## PROMPT
The lines below that include the word "element" are to be reported.

## RECORDED DATA
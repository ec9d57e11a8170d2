//! Post URL shape patterns
//!
//! Profile pages mix post links with navigation, ads and app-download
//! links. A candidate is a post link when it matches one of four shapes:
//! `/post/…`, `/article/…`, `/share/post/…`, or `/@user/<numeric id>`.

use regex::Regex;
use std::sync::OnceLock;

const POST_SHAPES: &[&str] = &[
    r#"https?://[^\s"'<>\\]+/post/[^\s"'<>\\]+"#,
    r#"https?://[^\s"'<>\\]+/article/[^\s"'<>\\]+"#,
    r#"https?://[^\s"'<>\\]+/share/post/[^\s"'<>\\]+"#,
    r#"https?://[^\s"'<>\\]+/@[^\s"'<>\\]+/\d+"#,
];

/// Keywords an inline script must mention before it is scanned for links
const SCRIPT_KEYWORDS: &[&str] = &["post", "article", "share"];

fn shapes() -> &'static [Regex] {
    static SHAPES: OnceLock<Vec<Regex>> = OnceLock::new();
    SHAPES.get_or_init(|| {
        POST_SHAPES
            .iter()
            .filter_map(|p| Regex::new(p).ok())
            .collect()
    })
}

/// Returns true if the URL has one of the post shapes
pub fn is_post_link(candidate: &str) -> bool {
    shapes().iter().any(|re| re.is_match(candidate))
}

/// Returns true if an inline script is worth scanning for post links
pub fn script_mentions_posts(text: &str) -> bool {
    SCRIPT_KEYWORDS.iter().any(|kw| text.contains(kw))
}

/// Finds every post-shaped URL embedded in free text
///
/// JSON-escaped slashes (`https:\/\/…`) are unescaped first. Results keep
/// first-seen order without duplicates.
pub fn find_post_links(text: &str) -> Vec<String> {
    let unescaped = text.replace("\\/", "/").replace("\\u002F", "/");
    let mut found: Vec<String> = Vec::new();

    for re in shapes() {
        for m in re.find_iter(&unescaped) {
            let link = m.as_str().to_string();
            if !found.contains(&link) {
                found.push(link);
            }
        }
    }

    found
}
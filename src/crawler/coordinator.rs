//! Crawl orchestrator - top-level harvesting state machine
//!
//! This module composes the harvesting layers into the two crawl modes:
//! - Profile: navigate, harvest post links, then visit each post in turn
//! - Single post: navigate, load comments, extract, score
//!
//! Every attempt runs inside its own device context. An attempt that
//! yields nothing under the mobile profile is repeated once under the
//! desktop profile; if that also yields nothing a debug snapshot is taken
//! and an empty result is returned.

use crate::browser::{BrowserDriver, DeviceProfile, DeviceProfileManager, PageDriver};
use crate::comment::ScoredComment;
use crate::config::{Config, CrawlerConfig};
use crate::crawler::debug::DebugSink;
use crate::crawler::{CrawlReport, PostReport};
use crate::harvest::{CommentExtractor, CommentLoader, Extraction, LinkHarvester, OverlaySuppressor};
use crate::scoring::ScoringPipeline;
use crate::state::{CrawlState, StateTrail};
use crate::url::{normalize_post_url, with_region_hint, PostReference};
use crate::{ConfigResult, Result};
use chrono::Utc;
use rand::Rng;
use std::sync::Arc;
use std::time::Duration;

/// Settle delay after a profile page loads (milliseconds)
const PROFILE_SETTLE_MS: (u64, u64) = (400, 1_000);

/// Randomized delays between page visits
#[derive(Debug, Clone, Copy, PartialEq, Eq)]
pub struct Politeness {
    /// After a profile page loads, before harvesting
    pub after_profile: (Duration, Duration),

    /// Between two consecutive post visits
    pub between_posts: (Duration, Duration),
}
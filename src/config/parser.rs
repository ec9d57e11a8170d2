use crate::config::types::Config;
use crate::config::validation::validate;
use crate::ConfigError;
use std::path::Path;
use std::str::FromStr;

/// Loads and parses a configuration file from the given path
///
/// # Arguments
///
/// * `path` - Path to the TOML configuration file
///
/// # Returns
///
/// * `Ok(Config)` - Successfully loaded and validated configuration
/// * `Err(ConfigError)` - Failed to load, parse, or validate the configuration
///
/// # Example
///
/// ```no_run
/// use std::path::Path;
/// use comment_sentry::config::load_config;
///
/// let config = load_config(Path::new("sentry.toml")).unwrap();
/// println!("Max posts: {}", config.crawler.max_posts);
/// ```
pub fn load_config(path: &Path) -> Result<Config, ConfigError> {
    let config = read_config_file(path)?;
    validate(&config)?;
    Ok(config)
}

/// Builds the effective configuration from every source
///
/// Sources are layered in this order, later ones winning: built-in
/// defaults, the optional TOML file, a `.env` file, and the process
/// environment. CLI overrides are applied by the caller afterwards, so
/// validation is left to the caller as well.
///
/// # Arguments
///
/// * `path` - Optional path to a TOML configuration file
///
/// # Returns
///
/// * `Ok(Config)` - The merged configuration
/// * `Err(ConfigError)` - The file or an environment value was invalid
pub fn load_layered_config(path: Option<&Path>) -> Result<Config, ConfigError> {
    let mut config = match path {
        Some(path) => read_config_file(path)?,
        None => Config::default(),
    };

    // A missing .env file is the normal case
    dotenvy::dotenv().ok();

    apply_env_overrides(&mut config, |key| std::env::var(key).ok())?;
    Ok(config)
}

fn read_config_file(path: &Path) -> Result<Config, ConfigError> {
    let content = std::fs::read_to_string(path)?;
    let config: Config = toml::from_str(&content)?;
    Ok(config)
}

/// Applies environment overrides through the given lookup function
///
/// Recognized keys: `PROFILE_URL`, `DB_PATH`, `MAX_POSTS`, `USE_DETOX`,
/// `TOXIC_THRESH`, `RULE_THRESH`, `MODEL_URL`, `CHROME_URL`, `CHROME_BIN`
/// and `DEBUG_DIR`. Empty values are ignored.
pub fn apply_env_overrides<F>(config: &mut Config, lookup: F) -> Result<(), ConfigError>
where
    F: Fn(&str) -> Option<String>,
{
    let get = |key: &str| lookup(key).filter(|v| !v.trim().is_empty());

    if let Some(url) = get("PROFILE_URL") {
        config.target.profile_url = Some(url);
    }
    if let Some(path) = get("DB_PATH") {
        config.output.database_path = path;
    }
    if let Some(raw) = get("MAX_POSTS") {
        config.crawler.max_posts = parse_env("MAX_POSTS", &raw)?;
    }
    if let Some(raw) = get("USE_DETOX") {
        config.scoring.use_model = parse_bool(&raw).ok_or(ConfigError::InvalidEnv {
            key: "USE_DETOX".to_string(),
            value: raw.clone(),
        })?;
    }
    if let Some(raw) = get("TOXIC_THRESH") {
        config.scoring.toxic_threshold = parse_env("TOXIC_THRESH", &raw)?;
    }
    if let Some(raw) = get("RULE_THRESH") {
        config.scoring.rule_threshold = parse_env("RULE_THRESH", &raw)?;
    }
    if let Some(url) = get("MODEL_URL") {
        config.scoring.model_url = Some(url);
    }
    if let Some(url) = get("CHROME_URL") {
        config.browser.chrome_url = Some(url);
    }
    if let Some(bin) = get("CHROME_BIN") {
        config.browser.chrome_bin = Some(bin);
    }
    if let Some(dir) = get("DEBUG_DIR") {
        config.output.debug_dir = dir;
    }

    Ok(())
}

/// Parses a permissive boolean (`1/0`, `true/false`, `yes/no`, `on/off`)
pub fn parse_bool(raw: &str) -> Option<bool> {
    match raw.trim().to_ascii_lowercase().as_str() {
        "1" | "true" | "yes" | "on" | "y" => Some(true),
        "0" | "false" | "no" | "off" | "n" => Some(false),
        _ => None,
    }
}

fn parse_env<T: FromStr>(key: &str, raw: &str) -> Result<T, ConfigError> {
    raw.trim().parse().map_err(|_| ConfigError::InvalidEnv {
        key: key.to_string(),
        value: raw.to_string(),
    })
}
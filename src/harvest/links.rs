//! Post link discovery on infinite-scroll profile pages
//!
//! Candidates come from three places in the serialized page: anchor
//! `href`s, `data-href` attributes, and URLs embedded in inline scripts
//! that mention posts. Only post-shaped links are kept.

use crate::browser::PageDriver;
use crate::config::CrawlerConfig;
use crate::harvest::overlay::OverlaySuppressor;
use crate::harvest::step::StepOutcome;
use crate::state::HarvestState;
use crate::url::{find_post_links, is_post_link, script_mentions_posts, PostReference};
use scraper::{Html, Selector};
use std::collections::HashSet;
use std::time::Duration;
use url::Url;

/// Inline scripts scanned per iteration
const MAX_SCRIPTS: usize = 40;

const SETTLE_WAIT: Duration = Duration::from_millis(600);
const SCROLL_WAIT: Duration = Duration::from_millis(500);
const NUDGE_WAIT: Duration = Duration::from_millis(300);

const FORWARD_SCROLL: f64 = 0.9;
const NUDGE_SCROLL: f64 = -0.4;

/// Scrolls a profile page and collects post links
#[derive(Debug, Clone)]
pub struct LinkHarvester {
    suppressor: OverlaySuppressor,
    iterations: u32,
    stall_limit: u32,
    region: String,
}

impl LinkHarvester {
    pub fn new(suppressor: OverlaySuppressor, config: &CrawlerConfig) -> Self {
        Self {
            suppressor,
            iterations: config.link_iterations,
            stall_limit: config.link_stall_limit,
            region: config.region_hint.clone(),
        }
    }

    /// Harvests post links from a loaded profile page
    ///
    /// Scrolls until `max_posts` distinct links are seen, the iteration
    /// budget runs out, or the feed stops growing for `stall_limit`
    /// consecutive iterations (each stall gets one upward nudge first).
    ///
    /// # Arguments
    ///
    /// * `page` - A page showing the profile
    /// * `max_posts` - Maximum number of posts to return
    ///
    /// # Returns
    ///
    /// Normalized posts in discovery order, deduplicated by path, at most
    /// `max_posts` long
    pub async fn harvest<P: PageDriver + ?Sized>(
        &self,
        page: &P,
        max_posts: usize,
    ) -> Vec<PostReference> {
        if max_posts == 0 {
            return Vec::new();
        }
        let mut state: HarvestState<String> = HarvestState::new();

        page.wait_for_timeout(SETTLE_WAIT).await;
        self.suppressor.clear(page).await;

        for iteration in 0..self.iterations {
            match self.candidates(page).await {
                StepOutcome::Success(links) => {
                    let added = state.merge(links);
                    tracing::debug!(
                        "Iteration {}: {} new links ({} total)",
                        iteration + 1,
                        added,
                        state.len()
                    );
                }
                StepOutcome::Skip { reason } => {
                    tracing::debug!("Iteration {}: no candidates ({})", iteration + 1, reason);
                }
                StepOutcome::Fail(e) => {
                    tracing::warn!("Link harvesting stopped: {}", e);
                    break;
                }
            }

            if state.len() >= max_posts {
                break;
            }

            if let Err(e) = page.scroll_page(FORWARD_SCROLL).await {
                tracing::debug!("Scroll failed: {}", e);
            }
            page.wait_for_timeout(SCROLL_WAIT).await;
            self.suppressor.clear(page).await;

            if !state.check_progress() {
                if let Err(e) = page.scroll_page(NUDGE_SCROLL).await {
                    tracing::debug!("Nudge scroll failed: {}", e);
                }
                page.wait_for_timeout(NUDGE_WAIT).await;
                self.suppressor.clear(page).await;

                if state.no_progress() >= self.stall_limit {
                    tracing::debug!("Feed stopped growing after {} iterations", iteration + 1);
                    break;
                }
            }
        }

        let posts = self.finalize(state.into_items(), max_posts);
        tracing::info!("Harvested {} post links", posts.len());
        posts
    }

    /// Normalizes, deduplicates by path and truncates
    fn finalize(&self, raw: Vec<String>, max_posts: usize) -> Vec<PostReference> {
        let mut seen_paths = HashSet::new();
        let mut posts = Vec::new();

        for link in raw {
            if posts.len() >= max_posts {
                break;
            }
            let post = match PostReference::from_raw(&link, &self.region) {
                Ok(post) => post,
                Err(e) => {
                    tracing::debug!("Dropping link {}: {}", link, e);
                    continue;
                }
            };
            let key = post.path_key.clone().unwrap_or_else(|| post.url.clone());
            if seen_paths.insert(key) {
                posts.push(post);
            }
        }

        posts
    }

    async fn candidates<P: PageDriver + ?Sized>(&self, page: &P) -> StepOutcome<Vec<String>> {
        let html = match StepOutcome::from_result(page.content().await) {
            StepOutcome::Success(html) => html,
            StepOutcome::Skip { reason } => return StepOutcome::Skip { reason },
            StepOutcome::Fail(e) => return StepOutcome::Fail(e),
        };
        let base = page
            .url()
            .await
            .ok()
            .flatten()
            .and_then(|u| Url::parse(&u).ok());

        StepOutcome::Success(extract_candidates(&html, base.as_ref()))
    }
}

/// Extracts post-shaped links from serialized page markup
///
/// Attribute links are resolved against `base` when relative. Results keep
/// document order: anchors, then `data-href` attributes, then inline
/// scripts.
pub fn extract_candidates(html: &str, base: Option<&Url>) -> Vec<String> {
    let document = Html::parse_document(html);
    let mut links = Vec::new();

    for (selector, attr) in [("a[href]", "href"), ("[data-href]", "data-href")] {
        let Ok(selector) = Selector::parse(selector) else {
            continue;
        };
        for element in document.select(&selector) {
            if let Some(value) = element.value().attr(attr) {
                if let Some(absolute) = resolve(value, base) {
                    if is_post_link(&absolute) {
                        links.push(absolute);
                    }
                }
            }
        }
    }

    if let Ok(scripts) = Selector::parse("script:not([src])") {
        for script in document.select(&scripts).take(MAX_SCRIPTS) {
            let text: String = script.text().collect();
            if script_mentions_posts(&text) {
                links.extend(find_post_links(&text));
            }
        }
    }

    links
}

fn resolve(href: &str, base: Option<&Url>) -> Option<String> {
    let href = href.trim();
    if href.is_empty() {
        return None;
    }
    match base {
        Some(base) => base.join(href).ok().map(String::from),
        None => Url::parse(href).ok().map(String::from),
    }
}
//! Debug snapshots of pages that yielded nothing
//!
//! Writes `<dir>/<label>-<YYYYmmdd-HHMMSS>.html` and `.png`, stamped in
//! UTC. Snapshot failures are logged and swallowed; they never affect the
//! crawl result.

use crate::browser::PageDriver;
use chrono::Utc;
use std::path::{Path, PathBuf};

/// Files written for one snapshot
#[derive(Debug, Clone, Default, PartialEq, Eq)]
pub struct Snapshot {
    pub html: Option<PathBuf>,
    pub png: Option<PathBuf>,
}

/// Destination for debug snapshots
#[derive(Debug, Clone)]
pub struct DebugSink {
    dir: PathBuf,
}

impl DebugSink {
    pub fn new(dir: impl Into<PathBuf>) -> Self {
        Self { dir: dir.into() }
    }

    pub fn dir(&self) -> &Path {
        &self.dir
    }

    /// Captures the page markup and a full-page screenshot
    ///
    /// # Arguments
    ///
    /// * `page` - The page to capture, still open
    /// * `label` - Why the snapshot is taken, e.g. `no-comments`
    ///
    /// # Returns
    ///
    /// The paths that were written; a part that failed is `None`
    pub async fn capture<P: PageDriver + ?Sized>(&self, page: &P, label: &str) -> Snapshot {
        let stem = format!("{}-{}", label, Utc::now().format("%Y%m%d-%H%M%S"));
        let mut snapshot = Snapshot::default();

        if let Err(e) = tokio::fs::create_dir_all(&self.dir).await {
            tracing::warn!("Cannot create debug directory {}: {}", self.dir.display(), e);
            return snapshot;
        }

        match page.content().await {
            Ok(html) => {
                let path = self.dir.join(format!("{}.html", stem));
                match tokio::fs::write(&path, html).await {
                    Ok(()) => snapshot.html = Some(path),
                    Err(e) => tracing::warn!("Failed to write {}: {}", path.display(), e),
                }
            }
            Err(e) => tracing::warn!("Page markup unavailable for snapshot: {}", e),
        }

        match page.screenshot().await {
            Ok(png) => {
                let path = self.dir.join(format!("{}.png", stem));
                match tokio::fs::write(&path, png).await {
                    Ok(()) => snapshot.png = Some(path),
                    Err(e) => tracing::warn!("Failed to write {}: {}", path.display(), e),
                }
            }
            Err(e) => tracing::warn!("Screenshot unavailable for snapshot: {}", e),
        }

        if let Some(html) = &snapshot.html {
            tracing::warn!("Saved debug snapshot {}", html.display());
        }
        snapshot
    }
}
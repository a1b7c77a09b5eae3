// This Source Code Form is subject to the terms of the Mozilla Public
// License, v. 2.0. If a copy of the MPL was not distributed with this
// file, You can obtain one at http://mozilla.org/MPL/2.0/.

use std::path::PathBuf;

use log::info;

use crate::{
    cli::display_warnings,
    followup::{build_dag, FollowupConfig, FollowupDag, FollowupError, Stages, Trigger},
};

pub(crate) struct FollowupDagParams {
    /// The DAG is named after this.
    pub(crate) config_file: PathBuf,
    pub(crate) config: FollowupConfig,
    pub(crate) triggers: Vec<Trigger>,
    pub(crate) stages: Stages,
    pub(crate) log_path: PathBuf,
    pub(crate) output_dir: PathBuf,
}

impl FollowupDagParams {
    pub(crate) fn run(&self) -> Result<(), FollowupError> {
        std::fs::create_dir_all(&self.output_dir).map_err(|err| FollowupError::CreateDir {
            dir: self.output_dir.display().to_string(),
            err,
        })?;

        let mut dag = FollowupDag::new(&self.config_file, &self.log_path)?;
        build_dag(
            &mut dag,
            &self.config,
            &self.triggers,
            self.stages,
            &self.output_dir,
        )?;
        display_warnings();

        for file in dag.write(&self.output_dir)? {
            info!("Wrote {}", file.display());
        }
        Ok(())
    }
}
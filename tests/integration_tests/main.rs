// This Source Code Form is subject to the terms of the Mozilla Public
// License, v. 2.0. If a copy of the MPL was not distributed with this
// file, You can obtain one at http://mozilla.org/MPL/2.0/.

//! Integration tests.
//!
//! Some help for laying out these tests was taken from:
//! https://matklad.github.io/2021/02/27/delete-cargo-integration-tests.html

mod compare_pos;
mod followup_dag;

use std::{
    io::Write,
    path::{Path, PathBuf},
    process::Output,
    str::from_utf8,
};

use assert_cmd::{output::OutputError, Command};

fn cbc_tools() -> Command {
    Command::cargo_bin("cbc-tools").unwrap()
}

fn get_cmd_output(result: Result<Output, OutputError>) -> (String, String) {
    let output = match result {
        Ok(o) => o,
        Err(o) => o.as_output().unwrap().clone(),
    };
    (
        from_utf8(&output.stdout).unwrap().to_string(),
        from_utf8(&output.stderr).unwrap().to_string(),
    )
}

/// Write a sample table with `m1`, `m2` and `distance` columns. `offset`
/// shifts every sample.
fn write_samples(file: &Path, offset: f64) -> PathBuf {
    let mut f = std::fs::File::create(file).unwrap();
    writeln!(f, "m1\tm2\tdistance\tlogl").unwrap();
    for i in 0..80 {
        let i = i as f64;
        writeln!(
            f,
            "{}\t{}\t{}\t{}",
            1.4 + offset + 0.01 * i,
            1.3 + offset + 0.004 * i,
            35.0 + offset + 0.5 * i,
            -12.0 - 0.1 * i
        )
        .unwrap();
    }
    file.to_path_buf()
}
// This Source Code Form is subject to the terms of the Mozilla Public
// License, v. 2.0. If a copy of the MPL was not distributed with this
// file, You can obtain one at http://mozilla.org/MPL/2.0/.

//! Errors associated with reading sample tables.

use thiserror::Error;

#[derive(Error, Debug)]
pub enum ReadSampleTableError {
    #[error("The sample table has no header line naming its parameters")]
    NoHeader,

    #[error("The sample table has a header but no samples")]
    NoSamples,

    #[error("Line {line_num}: couldn't parse '{string}' as a float")]
    ParseFloat { line_num: u32, string: String },

    #[error("Line {line_num}: expected {expected} values (one per header column), found {found}")]
    RaggedRow {
        line_num: u32,
        expected: usize,
        found: usize,
    },

    #[error("The sample table names {names} parameters but has {columns} columns")]
    ColumnMismatch { names: usize, columns: usize },

    #[error("Parameter '{0}' appears more than once in the sample table header")]
    DuplicateColumn(String),

    #[error("Couldn't open sample table '{file}': {err}")]
    Open { file: String, err: std::io::Error },

    #[error(transparent)]
    IO(#[from] std::io::Error),
}
// This Source Code Form is subject to the terms of the Mozilla Public
// License, v. 2.0. If a copy of the MPL was not distributed with this
// file, You can obtain one at http://mozilla.org/MPL/2.0/.

use thiserror::Error;

#[derive(Error, Debug)]
pub enum AcquireError {
    #[error("Unknown scheme '{scheme}' for input data URL '{url}'; only http, https, file and plain paths are supported")]
    UnknownScheme { scheme: String, url: String },

    #[error("The input data URL '{0}' has no host")]
    NoHost(String),

    #[error("Couldn't run wget to download '{url}': {err}")]
    Wget { url: String, err: std::io::Error },

    #[error("wget failed to download '{url}' ({status})")]
    Download { url: String, status: String },

    #[error("Couldn't remove the cached download '{file}': {err}")]
    RemoveCache { file: String, err: std::io::Error },

    #[error("Couldn't create the downloads directory '{dir}': {err}")]
    CreateDownloadsDir { dir: String, err: std::io::Error },
}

## ANSWER SPACE
        for element in document.select(&selector) {
            if let Some(value) = element.value().attr(attr) {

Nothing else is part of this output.